# [MATERIALS PROVIDED]

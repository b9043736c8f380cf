use std::collections::HashMap;

use crate::{
    allocator::{Mutex, MutexGuard},
    record::Entity,
    store::{StoreAdapter, StoreError, VersionToken, Versioned, WriteOutcome},
};

#[derive(Default)]
struct Rows {
    rows: HashMap<(String, String), (Entity, u64)>,
    next_etag: u64,
}

impl Rows {
    fn bump(&mut self) -> u64 {
        self.next_etag += 1;
        self.next_etag
    }
}

fn etag(version: u64) -> VersionToken {
    VersionToken::new(format!("W/\"{version}\""))
}

/// An in-process table with ETag-based optimistic concurrency.
///
/// Every successful write assigns the row a fresh, store-wide unique ETag, so
/// a token read before any later write to the same row never matches again.
///
/// Useful for tests and for deployments where every allocator lives in one
/// process. Several [`HiLoGenerator`]s sharing a `MemoryStore` behave like
/// separate processes sharing a remote table.
///
/// [`HiLoGenerator`]: crate::HiLoGenerator
#[derive(Default)]
pub struct MemoryStore {
    inner: Mutex<Rows>,
}

impl MemoryStore {
    pub fn new() -> Self {
        Self::default()
    }

    fn rows(&self) -> Result<MutexGuard<'_, Rows>, StoreError> {
        #[cfg(feature = "parking-lot")]
        {
            Ok(self.inner.lock())
        }
        #[cfg(not(feature = "parking-lot"))]
        {
            self.inner
                .lock()
                .map_err(|_| StoreError::Unavailable("memory store lock poisoned".to_owned()))
        }
    }

    /// Deletes a row, returning whether it existed.
    ///
    /// # Errors
    ///
    /// Fails only if the internal lock is poisoned.
    pub fn remove(&self, partition_key: &str, row_key: &str) -> Result<bool, StoreError> {
        let mut rows = self.rows()?;
        Ok(rows
            .rows
            .remove(&(partition_key.to_owned(), row_key.to_owned()))
            .is_some())
    }

    /// Number of stored rows.
    ///
    /// # Errors
    ///
    /// Fails only if the internal lock is poisoned.
    pub fn len(&self) -> Result<usize, StoreError> {
        Ok(self.rows()?.rows.len())
    }

    /// # Errors
    ///
    /// Fails only if the internal lock is poisoned.
    pub fn is_empty(&self) -> Result<bool, StoreError> {
        Ok(self.rows()?.rows.is_empty())
    }
}

impl StoreAdapter for MemoryStore {
    async fn get(
        &self,
        partition_key: &str,
        row_key: &str,
    ) -> Result<Option<Versioned<Entity>>, StoreError> {
        let rows = self.rows()?;
        Ok(rows
            .rows
            .get(&(partition_key.to_owned(), row_key.to_owned()))
            .map(|(entity, version)| Versioned {
                value: entity.clone(),
                version: etag(*version),
            }))
    }

    async fn insert_if_absent(&self, entity: Entity) -> Result<WriteOutcome, StoreError> {
        let mut rows = self.rows()?;
        let key = (entity.partition_key.clone(), entity.row_key.clone());
        if rows.rows.contains_key(&key) {
            return Ok(WriteOutcome::Conflict);
        }
        let version = rows.bump();
        rows.rows.insert(key, (entity, version));
        Ok(WriteOutcome::Success)
    }

    async fn replace_if_unchanged(
        &self,
        entity: Entity,
        version: &VersionToken,
    ) -> Result<WriteOutcome, StoreError> {
        let mut rows = self.rows()?;
        let key = (entity.partition_key.clone(), entity.row_key.clone());
        match rows.rows.get(&key) {
            Some((_, current)) if etag(*current) == *version => {}
            _ => return Ok(WriteOutcome::Conflict),
        }
        let next = rows.bump();
        rows.rows.insert(key, (entity, next));
        Ok(WriteOutcome::Success)
    }
}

# [EXERCISE DIRECTIONS]
Filter the entries by the string "sharing" and copy each matching line.

# [ANSWER TO THIS PROBLEM]
/// process. Several [`HiLoGenerator`]s sharing a `MemoryStore` behave like
/// separate processes sharing a remote table.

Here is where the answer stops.